Laurent Nunez, L’Enigme des premières phrases, éd. Grasset, collection « Le Courage », mars
2017, 200 pages.
L’analyse de texte
est un sport de combat, dont le texte sort toujours vainqueur. Le bon texte. Ce
qu’il y a de jouissif à analyser un mauvais texte, Laurent Nunez nous le montre
également dans son brillant essai
L’Enigme des premières phrases. Mais en premier lieu, c’est sur des chefs
d’œuvre qu’il se penche, sans prendre grand risque, pourrait-on penser. Eh bien,
c’est tout le contraire : en décortiquant les incipit de L’Etranger, Zazie dans le métro, Bouvard et Pécuchet ou A la recherche du temps perdu, entre
autres, Nunez ouvre tout un monde de lecture et de sensibilité, de
compréhension et d’intuition.
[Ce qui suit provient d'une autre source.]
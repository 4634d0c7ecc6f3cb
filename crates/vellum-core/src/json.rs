//! JSON helpers shared by the resolver and embedders.

use crate::{Error, Result};
use serde::{Serialize, de::DeserializeOwned};

/// Deserialize JSON string.
///
/// # Errors
/// Returns error if JSON is invalid.
pub fn from_json<T: DeserializeOwned>(s: &str) -> Result<T> {
    serde_json::from_str(s).map_err(Error::from)
}

/// Deserialize JSON bytes.
///
/// # Errors
/// Returns error if JSON is invalid.
pub fn from_json_slice<T: DeserializeOwned>(bytes: &[u8]) -> Result<T> {
    serde_json::from_slice(bytes).map_err(Error::from)
}

/// Serialize to compact JSON.
///
/// # Errors
/// Returns error if serialization fails.
pub fn to_json<T: Serialize>(value: &T) -> Result<String> {
    serde_json::to_string(value).map_err(Error::from)
}

/// Serialize to pretty JSON.
///
/// # Errors
/// Returns error if serialization fails.
pub fn to_json_pretty<T: Serialize>(value: &T) -> Result<String> {
    serde_json::to_string_pretty(value).map_err(Error::from)
}
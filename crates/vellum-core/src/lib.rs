//! Core primitives for the Vellum document engine's package layer.
//!
//! This crate holds the pieces the import resolver is built on:
//!
//! - **Session console**: author-facing diagnostics, buffered for the
//!   embedder and mirrored to `tracing`
//! - **Semantic versions**: the engine's version grammar with numeric and
//!   string prerelease elements, where numbers sort before strings and a
//!   release sorts after its own prereleases
//! - **Semantic patterns**: OR-of-AND comparison clauses with
//!   prerelease-validity rules for range operators
//! - **JSON helpers**: thin `serde_json` wrappers used across the engine
//!
//! # Example
//!
//! ```
//! use vellum_core::{SemanticPattern, SemanticVersion};
//!
//! let version = SemanticVersion::parse("1.2.0-beta.3").unwrap();
//! let pattern = SemanticPattern::parse(">=1.2.0-beta || 3.0").unwrap();
//! assert!(pattern.matches(Some(&version)));
//! ```

#![deny(unsafe_code)]
#![warn(missing_docs)]

pub mod error;
pub mod json;
pub mod pattern;
pub mod session;
pub mod version;

pub use error::{Error, Result};
pub use json::{from_json, from_json_slice, to_json, to_json_pretty};
pub use pattern::{PatternOp, SemanticPattern};
pub use session::Session;
pub use version::SemanticVersion;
Ce que l’analyse de texte, mot par mot, peut
avoir de fastidieux – tout étudiant en littérature est passé par cet exercice
convenu – est transmuté par Nunez de façon érudite, malicieuse et magique, en
exercice jubilatoire. Oui, magique. Imaginez que l’on vous explique un tableau,
Le Verrou de Fragonard, par exemple,
en se focalisant uniquement sur le drapé du creux de l’oreiller, et que l’on
vous démontre, preuve de l’oreiller à l’appui, que ce que vous voyez n’est pas
ce que vous aviez compris – vous pensiez la scène libertine, on vous démontre
un viol. A partir des premières phrases de textes célèbres, Laurent Nunez
remet de la perspective là où le lecteur lit, en général, à plat.